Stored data
---*---

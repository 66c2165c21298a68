//! The wake→wait→monitor→shutdown control loop.

use std::time::Duration;

use powernap_core::Job;
use powernap_host::HostControl;
use tokio::time::{sleep, Instant};
use tracing::{debug, error, info, warn};

use crate::config::MonitorConfig;
use crate::error::MonitorError;
use crate::idle::{IdleState, Observation, TickOutcome};
use crate::phase::MonitorPhase;

/// Outcome of a completed monitor run.
#[derive(Debug, Clone, Copy)]
pub struct MonitorReport {
    /// Whether the host acknowledged the shutdown request.
    pub shutdown_acknowledged: bool,
    /// Idle time accumulated when shutdown was requested.
    pub idle_at_shutdown: Duration,
}

/// Drives one host from wake to shutdown.
///
/// The monitor owns all run state (phase, idle accumulator, failure streak)
/// and talks to the host exclusively through [`HostControl`]. It is
/// single-threaded: one operation is in flight at a time, and the only
/// suspension points are the sleeps between polls, so dropping the `run`
/// future at a cancellation boundary leaves nothing half-mutated.
pub struct Monitor<H: HostControl> {
    host: H,
    config: MonitorConfig,
    phase: MonitorPhase,
    idle: IdleState,
    consecutive_failures: u32,
    shutdown_acknowledged: bool,
}

impl<H: HostControl> Monitor<H> {
    /// Create a monitor for `host`.
    ///
    /// # Errors
    ///
    /// Returns [`MonitorError::Config`] if the configuration fails
    /// validation.
    pub fn new(host: H, config: MonitorConfig) -> Result<Self, MonitorError> {
        config.validate()?;
        Ok(Self {
            host,
            config,
            phase: MonitorPhase::AwaitingWake,
            idle: IdleState::new(),
            consecutive_failures: 0,
            shutdown_acknowledged: false,
        })
    }

    /// The current phase.
    #[must_use]
    pub const fn phase(&self) -> MonitorPhase {
        self.phase
    }

    /// The host controller this monitor drives.
    #[must_use]
    pub const fn host(&self) -> &H {
        &self.host
    }

    /// Run the loop to completion.
    ///
    /// Returns a [`MonitorReport`] once the shutdown attempt has been made,
    /// whether or not the host acknowledged it.
    ///
    /// # Errors
    ///
    /// Returns [`MonitorError::WakeTimeout`] if the host never becomes
    /// reachable within the configured wait limit.
    pub async fn run(&mut self) -> Result<MonitorReport, MonitorError> {
        loop {
            match self.phase {
                MonitorPhase::AwaitingWake => self.await_wake().await,
                MonitorPhase::AwaitingReachable => self.await_reachable().await?,
                MonitorPhase::Monitoring => self.monitor_tick().await,
                MonitorPhase::ShuttingDown => self.shut_down().await,
                MonitorPhase::Terminated => {
                    return Ok(MonitorReport {
                        shutdown_acknowledged: self.shutdown_acknowledged,
                        idle_at_shutdown: self.idle.accumulated(),
                    });
                }
            }
        }
    }

    /// Initial probe: skip the wake entirely if the host already answers.
    async fn await_wake(&mut self) {
        if self.host.probe_reachable().await {
            info!("Host is already up");
            self.enter_monitoring();
            return;
        }

        info!("Host is down, waking it up");
        if let Err(e) = self.host.wake().await {
            // The host may still be booting from an earlier trigger, so a
            // failed send is not fatal; the reachability wait decides.
            warn!(error = %e, "Failed to send magic packet");
        }
        self.transition(MonitorPhase::AwaitingReachable);
        sleep(self.config.wake_grace).await;
    }

    /// Probe until the management API answers or the wait limit expires.
    async fn await_reachable(&mut self) -> Result<(), MonitorError> {
        let deadline = Instant::now() + self.config.reachable_wait_limit;

        loop {
            if self.host.probe_reachable().await {
                self.enter_monitoring();
                return Ok(());
            }
            if Instant::now() >= deadline {
                error!(
                    waited_secs = self.config.reachable_wait_limit.as_secs(),
                    "Host never became reachable, giving up"
                );
                return Err(MonitorError::WakeTimeout {
                    waited: self.config.reachable_wait_limit,
                });
            }
            info!("Waiting for host to come online");
            sleep(self.config.reachable_poll_interval).await;
        }
    }

    /// One Monitoring tick: query the job queue and fold the result into the
    /// idle accumulator.
    async fn monitor_tick(&mut self) {
        let observation = match self.host.list_active_work().await {
            Ok(jobs) => {
                self.consecutive_failures = 0;
                self.observe_jobs(&jobs)
            }
            Err(e) => {
                self.consecutive_failures += 1;
                if e.is_auth() {
                    error!(
                        error = %e,
                        failures = self.consecutive_failures,
                        "Job query rejected, check the API credential"
                    );
                } else {
                    warn!(
                        error = %e,
                        failures = self.consecutive_failures,
                        "Job query failed, idle timer held"
                    );
                }
                if self.consecutive_failures >= self.config.max_consecutive_query_failures {
                    warn!(
                        limit = self.config.max_consecutive_query_failures,
                        "Too many consecutive query failures, treating host as unreachable"
                    );
                    self.consecutive_failures = 0;
                    self.transition(MonitorPhase::AwaitingReachable);
                    return;
                }
                Observation::Unknown
            }
        };

        match self.idle.apply(observation, self.config.poll_interval) {
            TickOutcome::Reset { active } => {
                info!(active, "Observing running jobs, resetting idle timer");
            }
            TickOutcome::Advanced { idle } => {
                info!(idle_secs = idle.as_secs(), "No jobs running");
                if idle >= self.config.idle_threshold {
                    info!(
                        threshold_secs = self.config.idle_threshold.as_secs(),
                        "Idle threshold reached, shutting down host"
                    );
                    self.transition(MonitorPhase::ShuttingDown);
                    return;
                }
            }
            TickOutcome::Held => {}
        }

        sleep(self.config.poll_interval).await;
    }

    /// Classify a job list, applying the method exclusion filter.
    fn observe_jobs(&self, jobs: &[Job]) -> Observation {
        let active = jobs
            .iter()
            .filter(|job| !self.config.excluded_methods.contains(&job.method))
            .count();
        let excluded = jobs.len() - active;
        if excluded > 0 {
            debug!(excluded, "Ignoring jobs with excluded methods");
        }
        if active == 0 {
            Observation::Empty
        } else {
            Observation::Active(active)
        }
    }

    /// One best-effort shutdown request; the run terminates either way.
    async fn shut_down(&mut self) {
        match self.host.request_shutdown().await {
            Ok(()) => {
                info!("Shutdown command sent successfully");
                self.shutdown_acknowledged = true;
            }
            Err(e) => {
                error!(error = %e, "Shutdown request failed, host left running");
            }
        }
        self.transition(MonitorPhase::Terminated);
    }

    /// Enter Monitoring with a fresh idle accumulator.
    fn enter_monitoring(&mut self) {
        self.idle.reset();
        self.consecutive_failures = 0;
        info!(
            interval_secs = self.config.poll_interval.as_secs(),
            threshold_secs = self.config.idle_threshold.as_secs(),
            "Host is online, monitoring jobs"
        );
        self.transition(MonitorPhase::Monitoring);
    }

    fn transition(&mut self, to: MonitorPhase) {
        debug_assert!(
            MonitorPhase::is_valid_transition(self.phase, to),
            "illegal phase transition {} -> {}",
            self.phase,
            to
        );
        debug!(from = %self.phase, to = %to, "Phase transition");
        self.phase = to;
    }
}

#[cfg(test)]
mod tests {
    use super::*;
    use powernap_host::mock::{running_job, MockHost};
    use powernap_host::{QueryError, ShutdownError};

    /// Short intervals so scenario math stays readable; tokio time is paused
    /// in these tests, so wall-clock duration is irrelevant anyway.
    fn config(poll_secs: u64, threshold_secs: u64) -> MonitorConfig {
        MonitorConfig {
            poll_interval: Duration::from_secs(poll_secs),
            idle_threshold: Duration::from_secs(threshold_secs),
            reachable_poll_interval: Duration::from_secs(10),
            wake_grace: Duration::from_secs(30),
            reachable_wait_limit: Duration::from_secs(60),
            max_consecutive_query_failures: 5,
            excluded_methods: Vec::new(),
        }
    }

    #[tokio::test(start_paused = true)]
    async fn already_up_host_is_never_woken() {
        let host = MockHost::new();
        host.push_probes([true]);

        let mut monitor = Monitor::new(host, config(60, 120)).unwrap();
        let report = monitor.run().await.unwrap();

        assert!(report.shutdown_acknowledged);
        assert_eq!(monitor.host().wake_calls(), 0);
        assert_eq!(monitor.host().probe_calls(), 1);
    }

    #[tokio::test(start_paused = true)]
    async fn two_empty_ticks_reach_threshold() {
        let host = MockHost::new();

        let mut monitor = Monitor::new(host, config(60, 120)).unwrap();
        let report = monitor.run().await.unwrap();

        assert!(report.shutdown_acknowledged);
        assert_eq!(report.idle_at_shutdown, Duration::from_secs(120));
        assert_eq!(monitor.host().query_calls(), 2);
        assert_eq!(monitor.host().shutdown_calls(), 1);
    }

    #[tokio::test(start_paused = true)]
    async fn active_work_resets_the_timer() {
        let host = MockHost::new();
        // [empty, active, empty, empty] with interval 60 and threshold 120:
        // accumulated goes 60, 0, 60, 120 and shutdown fires on the 4th tick.
        host.push_work(Ok(Vec::new()));
        host.push_jobs(vec![running_job(7, "pool.scrub.scrub")]);
        host.push_work(Ok(Vec::new()));
        host.push_work(Ok(Vec::new()));

        let mut monitor = Monitor::new(host, config(60, 120)).unwrap();
        let report = monitor.run().await.unwrap();

        assert_eq!(report.idle_at_shutdown, Duration::from_secs(120));
        assert_eq!(monitor.host().query_calls(), 4);
        assert_eq!(monitor.host().shutdown_calls(), 1);
    }

    #[tokio::test(start_paused = true)]
    async fn failed_query_neither_advances_nor_resets() {
        let host = MockHost::new();
        host.push_work(Ok(Vec::new()));
        host.push_work(Err(QueryError::Api { status: 500 }));
        host.push_work(Ok(Vec::new()));

        let mut monitor = Monitor::new(host, config(60, 120)).unwrap();
        let report = monitor.run().await.unwrap();

        // 60 idle, held, 120 idle: shutdown on the third query.
        assert_eq!(report.idle_at_shutdown, Duration::from_secs(120));
        assert_eq!(monitor.host().query_calls(), 3);
    }

    #[tokio::test(start_paused = true)]
    async fn wake_path_probes_until_reachable() {
        let host = MockHost::new();
        // Down at the initial check, then two failed boot probes before the
        // host comes up.
        host.push_probes([false, false, false, true]);

        let mut monitor = Monitor::new(host, config(60, 60)).unwrap();
        let report = monitor.run().await.unwrap();

        assert!(report.shutdown_acknowledged);
        assert_eq!(monitor.host().wake_calls(), 1);
        assert_eq!(monitor.host().probe_calls(), 4);
    }

    #[tokio::test(start_paused = true)]
    async fn wake_timeout_when_host_never_appears() {
        let host = MockHost::new();
        host.push_probes(std::iter::repeat(false).take(32));

        let mut monitor = Monitor::new(host, config(60, 60)).unwrap();
        let err = monitor.run().await.unwrap_err();

        assert!(matches!(err, MonitorError::WakeTimeout { .. }));
        assert_eq!(monitor.host().shutdown_calls(), 0);
        assert_eq!(monitor.host().query_calls(), 0);
    }

    #[tokio::test(start_paused = true)]
    async fn repeated_query_failures_return_to_probing() {
        let host = MockHost::new();
        host.push_probes([true]); // initial check: host up
        host.push_work(Err(QueryError::Api { status: 500 }));
        host.push_work(Err(QueryError::Api { status: 500 }));
        // After the reset: default probe (true) re-enters Monitoring and the
        // default empty work list runs the idle timer out.

        let mut config = config(60, 60);
        config.max_consecutive_query_failures = 2;

        let mut monitor = Monitor::new(host, config).unwrap();
        let report = monitor.run().await.unwrap();

        assert!(report.shutdown_acknowledged);
        // One probe up front, one after the failure escalation.
        assert_eq!(monitor.host().probe_calls(), 2);
        assert_eq!(monitor.host().query_calls(), 3);
    }

    #[tokio::test(start_paused = true)]
    async fn shutdown_failure_still_terminates() {
        let host = MockHost::new();
        host.push_shutdown(Err(ShutdownError::Rejected { status: 503 }));

        let mut monitor = Monitor::new(host, config(60, 60)).unwrap();
        let report = monitor.run().await.unwrap();

        assert!(!report.shutdown_acknowledged);
        assert_eq!(monitor.host().shutdown_calls(), 1);
        assert!(monitor.phase().is_terminal());
    }

    #[tokio::test(start_paused = true)]
    async fn excluded_methods_do_not_count_as_work() {
        let host = MockHost::new();
        // Only an excluded housekeeping job is running; it must not pin the
        // idle timer at zero.
        host.push_jobs(vec![running_job(1, "catalog.sync")]);
        // A mixed tick still counts the non-excluded job as active.
        host.push_jobs(vec![
            running_job(1, "catalog.sync"),
            running_job(2, "replication.run"),
        ]);

        let mut config = config(60, 120);
        config.excluded_methods = vec!["catalog.sync".to_string()];

        let mut monitor = Monitor::new(host, config).unwrap();
        let report = monitor.run().await.unwrap();

        // Tick 1: excluded only -> 60. Tick 2: active -> 0. Then default
        // empty ticks 3 and 4 run it up to the 120 threshold.
        assert_eq!(report.idle_at_shutdown, Duration::from_secs(120));
        assert_eq!(monitor.host().query_calls(), 4);
    }

    #[tokio::test(start_paused = true)]
    async fn invalid_config_rejected_before_the_loop() {
        let mut bad = config(60, 60);
        bad.poll_interval = Duration::ZERO;
        assert!(Monitor::new(MockHost::new(), bad).is_err());
    }
}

---*---

▶ _Exercise requirements_
Read through the data and copy every line where "online" shows up.

▶ _Written solution_
            info!("Waiting for host to come online");
            "Host is online, monitoring jobs"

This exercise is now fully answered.